==== THE DATA ====
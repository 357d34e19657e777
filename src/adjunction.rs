//! The conversion contract between Rust values and JSON.
//!
//! A parser/renderer pair forms an adjunction. The laws hold over successful conversions only,
//! since nothing can be rendered back from a failure:
//!
//! ```text
//! render . parse . render = render
//! parse . render . parse  = parse
//! ```
//!
//! where `f . g` means `x -> g(f(x))`, `render: T -> JSON` and `parse: JSON -> JsonOutcome<T>`,
//! JSON being either the text or the [JsonNode].
//!
//! Codec authors implement [JsonAdjunction], naming the node variant they expect. Everything
//! else (variant checking, whole document parsing and rendering, type erasure) comes from the
//! blanket [JsonConverter] implementation.
use std::io::BufRead;

use tracing::debug;

use crate::decoders::Encoding;
use crate::errors::{JsonError, JsonOutcome};
use crate::lexer::{tokenize, tokenize_reader, TokenStream};
use crate::location::Location;
use crate::nodes::{JsonNode, NodeKind, NodeVariant};
use crate::render::RenderStyle;

/// A codec between values of type `T` and a single JSON node variant.
///
/// Implementations are expected to be stateless (or immutable), so that one instance can be
/// shared between any number of conversions, including concurrent ones.
pub trait JsonAdjunction<T> {
    /// The node variant this codec reads and writes
    type Node: NodeVariant;

    /// The descriptor of the expected variant
    fn node_kind(&self) -> NodeKind {
        <Self::Node as NodeVariant>::KIND
    }

    /// Check the runtime variant of `node`, borrowing it as the expected variant on success.
    /// On a mismatch the failure is located at the node itself.
    fn safe_cast<'n>(&self, node: &'n JsonNode) -> JsonOutcome<&'n Self::Node> {
        match Self::Node::from_node(node) {
            Some(n) => Ok(n),
            None => Err(JsonError::type_mismatch(
                self.node_kind(),
                node.kind(),
                node.location().clone(),
            )),
        }
    }

    /// Decode a node of the expected variant. Must return a failure (never panic) for any
    /// content which isn't valid for `T`.
    fn decode(&self, node: &Self::Node) -> JsonOutcome<T>;

    /// Encode a value as a node at the given location. Encoding is total: any value which
    /// can't be represented must be ruled out before it gets here.
    fn encode(&self, value: &T, location: Location) -> Self::Node;
}

/// The variant-erased view of a codec. Implemented for every [JsonAdjunction], and object safe
/// so that converters for the same `T` but different node variants can be stored together as
/// [JConverter]s.
pub trait JsonConverter<T> {
    /// Decode any node, failing with a type mismatch before any decoding takes place if the node
    /// isn't of the expected variant
    fn decode_from_any(&self, node: &JsonNode) -> JsonOutcome<T>;

    /// Encode a value, wrapping the result up as a [JsonNode]
    fn encode_to_any(&self, value: &T, location: Location) -> JsonNode;

    /// Parse the expected node variant from the root of a token stream, and decode it. Tokens
    /// following the node are left in the stream.
    fn parse_from_root(&self, tokens: &mut TokenStream) -> JsonOutcome<T>;

    /// Render a value as compact JSON text
    fn to_json(&self, value: &T) -> String {
        self.to_json_with(value, RenderStyle::Compact)
    }

    /// Render a value as JSON text in a given style
    fn to_json_with(&self, value: &T, style: RenderStyle) -> String {
        self.encode_to_any(value, Location::root())
            .render_with(style)
    }

    /// Decode a complete token stream. Any tokens left over after the top-level value are
    /// reported as a failure.
    fn from_tokens(&self, mut tokens: TokenStream) -> JsonOutcome<T> {
        let value = self.parse_from_root(&mut tokens)?;
        match tokens.peek() {
            Some((token, _)) => Err(JsonError::trailing(token, tokens.position())),
            None => Ok(value),
        }
    }

    /// Decode a complete JSON document
    fn from_json(&self, text: &str) -> JsonOutcome<T> {
        tokenize(text)
            .and_then(|tokens| self.from_tokens(tokens))
            .map_err(|err| {
                debug!(%err, "json conversion failed");
                err
            })
    }

    /// Decode a complete JSON document read from `reader`, using the given [Encoding]
    fn from_json_reader<Buffer: BufRead>(
        &self,
        reader: &mut Buffer,
        encoding: Encoding,
    ) -> JsonOutcome<T>
    where
        Self: Sized,
    {
        tokenize_reader(reader, encoding)
            .and_then(|tokens| self.from_tokens(tokens))
            .map_err(|err| {
                debug!(%err, ?encoding, "json conversion failed");
                err
            })
    }
}

impl<T, A> JsonConverter<T> for A
where
    A: JsonAdjunction<T>,
{
    fn decode_from_any(&self, node: &JsonNode) -> JsonOutcome<T> {
        self.safe_cast(node).and_then(|n| self.decode(n))
    }

    fn encode_to_any(&self, value: &T, location: Location) -> JsonNode {
        self.encode(value, location).into_node()
    }

    fn parse_from_root(&self, tokens: &mut TokenStream) -> JsonOutcome<T> {
        A::Node::parse(tokens, Location::root()).and_then(|node| self.decode(&node))
    }
}

/// A type-erased, shareable converter
pub type JConverter<T> = Box<dyn JsonConverter<T> + Send + Sync>;

#[cfg(test)]
mod tests {
    use std::sync::atomic::{AtomicUsize, Ordering};

    use super::{JConverter, JsonAdjunction, JsonConverter};
    use crate::codecs::{JInt, JString};
    use crate::errors::{ErrorKind, JsonError, JsonOutcome};
    use crate::location::Location;
    use crate::nodes::{JsonNode, JsonNumberNode, JsonStringNode, NodeKind, NodeVariant};
    use crate::{assert_json_error, reader_from_bytes};

    /// Decodes integers which are written as strings, counting how often decode is reached
    #[derive(Default)]
    struct QuotedInt {
        decoded: AtomicUsize,
    }

    impl JsonAdjunction<i64> for QuotedInt {
        type Node = JsonStringNode;

        fn decode(&self, node: &JsonStringNode) -> JsonOutcome<i64> {
            self.decoded.fetch_add(1, Ordering::SeqCst);
            node.value().parse().map_err(|_| {
                JsonError::decoding(
                    node.location().clone(),
                    format!("'{}' is not an integer", node.value()),
                )
            })
        }

        fn encode(&self, value: &i64, location: Location) -> JsonStringNode {
            JsonStringNode::new(location, value.to_string())
        }
    }

    #[test]
    fn node_kind_should_name_the_associated_variant() {
        assert_eq!(QuotedInt::default().node_kind(), NodeKind::String);
        assert_eq!(JInt.node_kind(), NodeKind::Number);
    }

    #[test]
    fn safe_cast_should_borrow_without_copying() {
        let node = JsonStringNode::new(Location::root().field("x"), "12").into_node();
        let cast = QuotedInt::default().safe_cast(&node).unwrap();
        assert!(std::ptr::eq(cast, JsonStringNode::from_node(&node).unwrap()));
    }

    #[test]
    fn decode_should_never_be_reached_on_a_type_mismatch() {
        let codec = QuotedInt::default();
        let node = JsonNumberNode::new(
            Location::root().index(3),
            crate::nodes::JsonNumber::Integer(12),
        )
        .into_node();
        let outcome = codec.decode_from_any(&node);
        assert_json_error!(outcome, "$[3]", "expected a string but found a number");
        assert_eq!(codec.decoded.load(Ordering::SeqCst), 0);

        let outcome: JsonOutcome<i64> = codec.from_json("[\"12\"]");
        assert_eq!(outcome.unwrap_err().kind(), ErrorKind::TypeMismatch);
        assert_eq!(codec.decoded.load(Ordering::SeqCst), 0);
    }

    #[test]
    fn decode_failures_should_come_from_the_codec() {
        let codec = QuotedInt::default();
        let outcome: JsonOutcome<i64> = codec.from_json("\"twelve\"");
        assert_json_error!(outcome, "$", "'twelve' is not an integer");
        assert_eq!(codec.decoded.load(Ordering::SeqCst), 1);
    }

    #[test]
    fn trailing_tokens_should_fail_after_decoding() {
        let codec = QuotedInt::default();
        let outcome: JsonOutcome<i64> = codec.from_json("\"12\" \"13\"");
        assert_json_error!(outcome, "$", "at position 6: expected EOF but found '\"13\"'");
        assert_eq!(codec.decoded.load(Ordering::SeqCst), 1);
    }

    #[test]
    fn lexical_failures_should_short_circuit_everything() {
        let codec = QuotedInt::default();
        let outcome: JsonOutcome<i64> = codec.from_json("\"12");
        assert_eq!(outcome.unwrap_err().kind(), ErrorKind::Lexical);
        assert_eq!(codec.decoded.load(Ordering::SeqCst), 0);
    }

    #[test]
    fn converters_for_different_variants_should_share_a_collection() {
        let converters: Vec<JConverter<i64>> = vec![Box::new(JInt), Box::new(QuotedInt::default())];
        let rendered: Vec<String> = converters.iter().map(|c| c.to_json(&42)).collect();
        assert_eq!(rendered, vec!["42".to_string(), "\"42\"".to_string()]);
        for (converter, text) in converters.iter().zip(rendered.iter()) {
            assert_eq!(converter.from_json(text), Ok(42));
        }
    }

    #[test]
    fn erased_converters_should_decode_any_node() {
        let converter: &dyn JsonConverter<String> = &JString;
        let node: JsonNode = converter.encode_to_any(&"hi".to_string(), Location::root());
        assert_eq!(converter.decode_from_any(&node), Ok("hi".to_string()));
    }

    #[test]
    fn documents_should_be_readable_from_readers() {
        let mut reader = reader_from_bytes!("  \"\u{2603}\"  ");
        let outcome = JString.from_json_reader(&mut reader, Default::default());
        assert_eq!(outcome, Ok("\u{2603}".to_string()));
    }
}
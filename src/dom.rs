//! The DOM parser
//!
//! Builds [JsonNode] trees from a [TokenStream]. Variant selection uses a single token of
//! lookahead, so a parse never needs to backtrack: `{` starts an object, `[` an array, a quoted
//! string a string, and unquoted values are classified as booleans, nulls or numbers.
//!
//! Containers are parsed recursively, so nesting is capped at [MAX_NESTING_DEPTH]. Anything
//! deeper fails with a located [ErrorKind::Parse] error instead of exhausting the stack.
use crate::errors::{ErrorKind, JsonError, JsonOutcome, END_OF_INPUT};
use crate::lexer::{Token, TokenStream};
use crate::location::Location;
use crate::nodes::{
    JsonArrayNode, JsonBooleanNode, JsonNode, JsonNullNode, JsonNumber, JsonNumberNode,
    JsonObjectNode, JsonStringNode, NodeKind,
};
use crate::parser_error;

/// The maximum number of objects and arrays that may be nested within each other
pub const MAX_NESTING_DEPTH: usize = 128;

/// Work out which variant of node a token introduces, [None] if it can't start a node
fn lookahead_kind(token: &Token) -> Option<NodeKind> {
    match token {
        Token::StartObject => Some(NodeKind::Object),
        Token::StartArray => Some(NodeKind::Array),
        Token::Str(_) => Some(NodeKind::String),
        Token::Value(v) if v == "true" || v == "false" => Some(NodeKind::Boolean),
        Token::Value(v) if v == "null" => Some(NodeKind::Null),
        Token::Value(v) => JsonNumber::parse(v).map(|_| NodeKind::Number),
        _ => None,
    }
}

/// Report the next token (or the end of input) as not being what was expected
fn unexpected<T>(tokens: &TokenStream, expected: &str, location: &Location) -> JsonOutcome<T> {
    match tokens.peek() {
        Some((token, _)) => parser_error!(expected, token, tokens.position(), location),
        None => parser_error!(expected, END_OF_INPUT, tokens.position(), location),
    }
}

/// Consume the next token, which must be equal to `expected`
fn expect(tokens: &mut TokenStream, expected: Token, location: &Location) -> JsonOutcome<()> {
    match tokens.next_if(|t| *t == expected) {
        Some(_) => Ok(()),
        None => unexpected(tokens, &format!("'{}'", expected), location),
    }
}

/// Check that the next token starts a node of the `expected` variant. A token which starts a
/// node of some other variant is reported as a type mismatch.
fn expect_kind(tokens: &TokenStream, expected: NodeKind, location: &Location) -> JsonOutcome<()> {
    match tokens.peek().and_then(|(t, _)| lookahead_kind(t)) {
        Some(kind) if kind == expected => Ok(()),
        Some(kind) => Err(JsonError::type_mismatch(expected, kind, location.clone())),
        None => unexpected(tokens, &format!("a {}", expected), location),
    }
}

/// Check that a container starting at `location` doesn't nest too deeply
fn check_depth(tokens: &TokenStream, location: &Location) -> JsonOutcome<()> {
    if location.depth() < MAX_NESTING_DEPTH {
        return Ok(());
    }
    Err(JsonError::new(
        ErrorKind::Parse,
        location.clone(),
        format!(
            "at position {}: maximum nesting depth of {} exceeded",
            tokens.position(),
            MAX_NESTING_DEPTH
        ),
    ))
}

/// Parse a node of whichever variant the next token introduces
pub(crate) fn parse_any(tokens: &mut TokenStream, location: Location) -> JsonOutcome<JsonNode> {
    match tokens.peek().and_then(|(t, _)| lookahead_kind(t)) {
        Some(NodeKind::Object) => parse_object(tokens, location).map(JsonNode::Object),
        Some(NodeKind::Array) => parse_array(tokens, location).map(JsonNode::Array),
        Some(NodeKind::String) => parse_string(tokens, location).map(JsonNode::String),
        Some(NodeKind::Number) => parse_number(tokens, location).map(JsonNode::Number),
        Some(NodeKind::Boolean) => parse_boolean(tokens, location).map(JsonNode::Boolean),
        Some(NodeKind::Null) => parse_null(tokens, location).map(JsonNode::Null),
        None => unexpected(tokens, "a json value", &location),
    }
}

/// An object is just a list of comma separated KV pairs
pub(crate) fn parse_object(
    tokens: &mut TokenStream,
    location: Location,
) -> JsonOutcome<JsonObjectNode> {
    expect_kind(tokens, NodeKind::Object, &location)?;
    check_depth(tokens, &location)?;
    expect(tokens, Token::StartObject, &location)?;
    let mut fields = vec![];
    if tokens.next_if(|t| *t == Token::EndObject).is_some() {
        return Ok(JsonObjectNode::new(location, fields));
    }
    loop {
        let key = match tokens.next_if(|t| matches!(t, Token::Str(_))) {
            Some((Token::Str(key), _)) => key,
            _ => return unexpected(tokens, "a field name", &location),
        };
        expect(tokens, Token::Colon, &location)?;
        let value = parse_any(tokens, location.field(key.as_str()))?;
        fields.push((key, value));
        if tokens.next_if(|t| *t == Token::Comma).is_some() {
            continue;
        }
        if tokens.next_if(|t| *t == Token::EndObject).is_some() {
            return Ok(JsonObjectNode::new(location, fields));
        }
        return unexpected(tokens, "',' or '}'", &location);
    }
}

/// An array is just a list of comma separated values
pub(crate) fn parse_array(
    tokens: &mut TokenStream,
    location: Location,
) -> JsonOutcome<JsonArrayNode> {
    expect_kind(tokens, NodeKind::Array, &location)?;
    check_depth(tokens, &location)?;
    expect(tokens, Token::StartArray, &location)?;
    let mut elements = vec![];
    if tokens.next_if(|t| *t == Token::EndArray).is_some() {
        return Ok(JsonArrayNode::new(location, elements));
    }
    loop {
        elements.push(parse_any(tokens, location.index(elements.len()))?);
        if tokens.next_if(|t| *t == Token::Comma).is_some() {
            continue;
        }
        if tokens.next_if(|t| *t == Token::EndArray).is_some() {
            return Ok(JsonArrayNode::new(location, elements));
        }
        return unexpected(tokens, "',' or ']'", &location);
    }
}

pub(crate) fn parse_string(
    tokens: &mut TokenStream,
    location: Location,
) -> JsonOutcome<JsonStringNode> {
    expect_kind(tokens, NodeKind::String, &location)?;
    match tokens.next() {
        Some((Token::Str(value), _)) => Ok(JsonStringNode::new(location, value)),
        _ => unexpected(tokens, "a string", &location),
    }
}

pub(crate) fn parse_number(
    tokens: &mut TokenStream,
    location: Location,
) -> JsonOutcome<JsonNumberNode> {
    expect_kind(tokens, NodeKind::Number, &location)?;
    match tokens.next() {
        Some((Token::Value(literal), _)) => match JsonNumber::parse(&literal) {
            Some(value) => Ok(JsonNumberNode::new(location, value)),
            None => unexpected(tokens, "a number", &location),
        },
        _ => unexpected(tokens, "a number", &location),
    }
}

pub(crate) fn parse_boolean(
    tokens: &mut TokenStream,
    location: Location,
) -> JsonOutcome<JsonBooleanNode> {
    expect_kind(tokens, NodeKind::Boolean, &location)?;
    match tokens.next() {
        Some((Token::Value(literal), _)) => {
            Ok(JsonBooleanNode::new(location, literal == "true"))
        }
        _ => unexpected(tokens, "a boolean", &location),
    }
}

pub(crate) fn parse_null(
    tokens: &mut TokenStream,
    location: Location,
) -> JsonOutcome<JsonNullNode> {
    expect_kind(tokens, NodeKind::Null, &location)?;
    match tokens.next() {
        Some((Token::Value(_), _)) => Ok(JsonNullNode::new(location)),
        _ => unexpected(tokens, "null", &location),
    }
}
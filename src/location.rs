//! Breadcrumbs identifying a node (or a failure) within a JSON document.
//!
//! A [Location] displays as a path rooted at `$`, e.g. `$`, `$.name`, `$.items[2].id`, and can
//! also be serialised as an RFC 6901 JSON pointer via [Location::as_pointer].
use std::fmt::{Display, Formatter};

/// As per RFC 6901, each pointer is a series of segments delineated by a separator char
const POINTER_SEPARATOR: char = '/';
/// As per RFC 6901, we need to encode any tilde characters as ~0
const ENCODED_TILDE: &str = "~0";
/// As per RFC 6901, we need to encode any slash characters as ~1
const ENCODED_SLASH: &str = "~1";

/// A single step down into a document
#[derive(Debug, Clone, PartialEq, Eq, Hash)]
pub enum LocationSegment {
    /// A named field within an object
    Field(String),
    /// An indexed element within an array
    Index(usize),
}

impl LocationSegment {
    /// Field names which can be written after a `.` without any quoting
    fn is_plain_name(name: &str) -> bool {
        !name.is_empty()
            && name
                .chars()
                .all(|c| c.is_alphanumeric() || c == '_' || c == '-')
    }
}

impl Display for LocationSegment {
    fn fmt(&self, f: &mut Formatter<'_>) -> std::fmt::Result {
        match self {
            Self::Field(name) if Self::is_plain_name(name) => write!(f, ".{}", name),
            Self::Field(name) => write!(f, "[{:?}]", name),
            Self::Index(i) => write!(f, "[{}]", i),
        }
    }
}

/// An immutable path from the document root to a node. Deriving a child location never alters
/// the parent, so locations may be freely cloned and shared.
#[derive(Debug, Clone, Default, PartialEq, Eq, Hash)]
pub struct Location {
    segments: Vec<LocationSegment>,
}

impl Location {
    /// The location of the top-level value
    pub fn root() -> Self {
        Location::default()
    }

    /// Checks whether this is the root location
    pub fn is_root(&self) -> bool {
        self.segments.is_empty()
    }

    /// The number of steps between the root and this location
    pub fn depth(&self) -> usize {
        self.segments.len()
    }

    /// The segments making up the path, outermost first
    pub fn segments(&self) -> &[LocationSegment] {
        &self.segments
    }

    /// The location of a named field beneath this one
    pub fn field(&self, name: impl Into<String>) -> Location {
        self.child(LocationSegment::Field(name.into()))
    }

    /// The location of an array element beneath this one
    pub fn index(&self, index: usize) -> Location {
        self.child(LocationSegment::Index(index))
    }

    /// The enclosing location, [None] for the root
    pub fn parent(&self) -> Option<Location> {
        match self.segments.split_last() {
            Some((_, rest)) => Some(Location {
                segments: rest.to_vec(),
            }),
            None => None,
        }
    }

    fn child(&self, segment: LocationSegment) -> Location {
        let mut segments = Vec::with_capacity(self.segments.len() + 1);
        segments.extend_from_slice(&self.segments);
        segments.push(segment);
        Location { segments }
    }

    /// Serialise the location into a JSON pointer that's compliant with RFC 6901. The root
    /// location is the empty pointer.
    pub fn as_pointer(&self) -> String {
        let mut pointer = String::new();
        for segment in &self.segments {
            pointer.push(POINTER_SEPARATOR);
            match segment {
                LocationSegment::Field(name) => pointer.push_str(
                    &name
                        .replace('~', ENCODED_TILDE)
                        .replace(POINTER_SEPARATOR, ENCODED_SLASH),
                ),
                LocationSegment::Index(i) => pointer.push_str(&i.to_string()),
            }
        }
        pointer
    }
}

impl Display for Location {
    fn fmt(&self, f: &mut Formatter<'_>) -> std::fmt::Result {
        write!(f, "$")?;
        for segment in &self.segments {
            write!(f, "{}", segment)?;
        }
        Ok(())
    }
}
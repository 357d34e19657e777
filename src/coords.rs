//! Coordinate structures used to pin tokens (and the lexical errors raised against them) to
//! specific locations within the raw input
#![allow(clippy::len_without_is_empty)]

use std::fmt::{Display, Formatter};

/// A [Coords] represents a single character location within the input. Ordering is by
/// `absolute` first, which the line and column always follow.
#[derive(Debug, Copy, Clone, PartialEq, Eq, PartialOrd, Ord, Hash)]
pub struct Coords {
    /// The absolute character position, the first character in the input is at position 1
    pub absolute: usize,
    /// The row position
    pub line: usize,
    /// The column position
    pub column: usize,
}

impl Coords {
    /// Produce the coordinates of the character following `c`, where `c` sits at the current
    /// coordinates. A newline moves onto the next row and resets the column.
    pub fn advance(self, c: char) -> Coords {
        if c == '\n' {
            Coords {
                absolute: self.absolute + 1,
                line: self.line + 1,
                column: 0,
            }
        } else {
            Coords {
                absolute: self.absolute + 1,
                line: self.line,
                column: self.column + 1,
            }
        }
    }
}

impl Display for Coords {
    fn fmt(&self, f: &mut Formatter<'_>) -> std::fmt::Result {
        write!(
            f,
            "[abs: {}, line: {}, column: {}]",
            self.absolute, self.line, self.column
        )
    }
}

impl Default for Coords {
    /// The default set of coordinates are positioned just before the first character
    fn default() -> Self {
        Coords {
            absolute: 0,
            line: 0,
            column: 0,
        }
    }
}

/// A [Span] represents a linear interval within the input, between two different [Coords].
/// Both ends are inclusive.
#[derive(Debug, Default, Copy, Clone, PartialEq, Eq, PartialOrd, Ord, Hash)]
pub struct Span {
    /// Start [Coords] for the span
    pub start: Coords,
    /// End [Coords] for the span
    pub end: Coords,
}

impl Span {
    /// A span covering a single character
    pub fn point(coords: Coords) -> Self {
        Span {
            start: coords,
            end: coords,
        }
    }

    /// Get the length of the span in characters, minimum is 1
    pub fn len(&self) -> usize {
        self.end.absolute.max(self.start.absolute) - self.end.absolute.min(self.start.absolute) + 1
    }
}

impl Display for Span {
    fn fmt(&self, f: &mut Formatter<'_>) -> std::fmt::Result {
        write!(
            f,
            "start: {}, end: {}, length: {}",
            self.start,
            self.end,
            self.len()
        )
    }
}
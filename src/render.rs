//! Rendering of nodes back to JSON text
use crate::nodes::{
    JsonArrayNode, JsonBooleanNode, JsonNode, JsonNullNode, JsonNumberNode, JsonObjectNode,
    JsonStringNode,
};

/// Default indentation used by [RenderStyle::pretty]
const DEFAULT_INDENT: usize = 2;

/// Controls the layout of rendered JSON
#[derive(Debug, Copy, Clone, PartialEq, Eq)]
pub enum RenderStyle {
    /// No insignificant whitespace at all
    Compact,
    /// One member per line, nested members indented by `indent` spaces per level
    Pretty { indent: usize },
}

impl RenderStyle {
    /// Pretty printing with the default indentation
    pub fn pretty() -> Self {
        RenderStyle::Pretty {
            indent: DEFAULT_INDENT,
        }
    }
}

impl Default for RenderStyle {
    fn default() -> Self {
        RenderStyle::Compact
    }
}

/// Accumulates rendered output for a single node tree
pub(crate) struct Renderer {
    style: RenderStyle,
    out: String,
}

impl Renderer {
    pub fn new(style: RenderStyle) -> Self {
        Renderer {
            style,
            out: String::new(),
        }
    }

    pub fn finish(self) -> String {
        self.out
    }

    pub fn node(&mut self, node: &JsonNode, depth: usize) {
        match node {
            JsonNode::Object(n) => self.object(n, depth),
            JsonNode::Array(n) => self.array(n, depth),
            JsonNode::String(n) => self.string_node(n, depth),
            JsonNode::Number(n) => self.number_node(n, depth),
            JsonNode::Boolean(n) => self.boolean_node(n, depth),
            JsonNode::Null(n) => self.null_node(n, depth),
        }
    }

    pub fn object(&mut self, node: &JsonObjectNode, depth: usize) {
        self.out.push('{');
        for (index, (name, value)) in node.fields().iter().enumerate() {
            if index > 0 {
                self.out.push(',');
            }
            self.newline(depth + 1);
            self.string(name);
            self.out.push(':');
            if let RenderStyle::Pretty { .. } = self.style {
                self.out.push(' ');
            }
            self.node(value, depth + 1);
        }
        if !node.fields().is_empty() {
            self.newline(depth);
        }
        self.out.push('}');
    }

    pub fn array(&mut self, node: &JsonArrayNode, depth: usize) {
        self.out.push('[');
        for (index, value) in node.elements().iter().enumerate() {
            if index > 0 {
                self.out.push(',');
            }
            self.newline(depth + 1);
            self.node(value, depth + 1);
        }
        if !node.elements().is_empty() {
            self.newline(depth);
        }
        self.out.push(']');
    }

    pub fn string_node(&mut self, node: &JsonStringNode, _depth: usize) {
        self.string(node.value())
    }

    pub fn number_node(&mut self, node: &JsonNumberNode, _depth: usize) {
        self.out.push_str(&node.value().to_string());
    }

    pub fn boolean_node(&mut self, node: &JsonBooleanNode, _depth: usize) {
        self.out.push_str(if node.value() { "true" } else { "false" })
    }

    pub fn null_node(&mut self, _node: &JsonNullNode, _depth: usize) {
        self.out.push_str("null")
    }

    /// Write a quoted string, escaping as required by RFC 8259
    fn string(&mut self, value: &str) {
        self.out.push('"');
        for c in value.chars() {
            match c {
                '"' => self.out.push_str("\\\""),
                '\\' => self.out.push_str("\\\\"),
                '\n' => self.out.push_str("\\n"),
                '\r' => self.out.push_str("\\r"),
                '\t' => self.out.push_str("\\t"),
                '\u{8}' => self.out.push_str("\\b"),
                '\u{c}' => self.out.push_str("\\f"),
                c if (c as u32) < 0x20 => self.out.push_str(&format!("\\u{:04x}", c as u32)),
                c => self.out.push(c),
            }
        }
        self.out.push('"');
    }

    fn newline(&mut self, depth: usize) {
        if let RenderStyle::Pretty { indent } = self.style {
            self.out.push('\n');
            self.out.extend(std::iter::repeat(' ').take(indent * depth));
        }
    }
}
====
When the word "twelve" shows up in a line of the entries, pull that line out.

        let outcome: JsonOutcome<i64> = codec.from_json("\"twelve\"");
        assert_json_error!(outcome, "$", "'twelve' is not an integer");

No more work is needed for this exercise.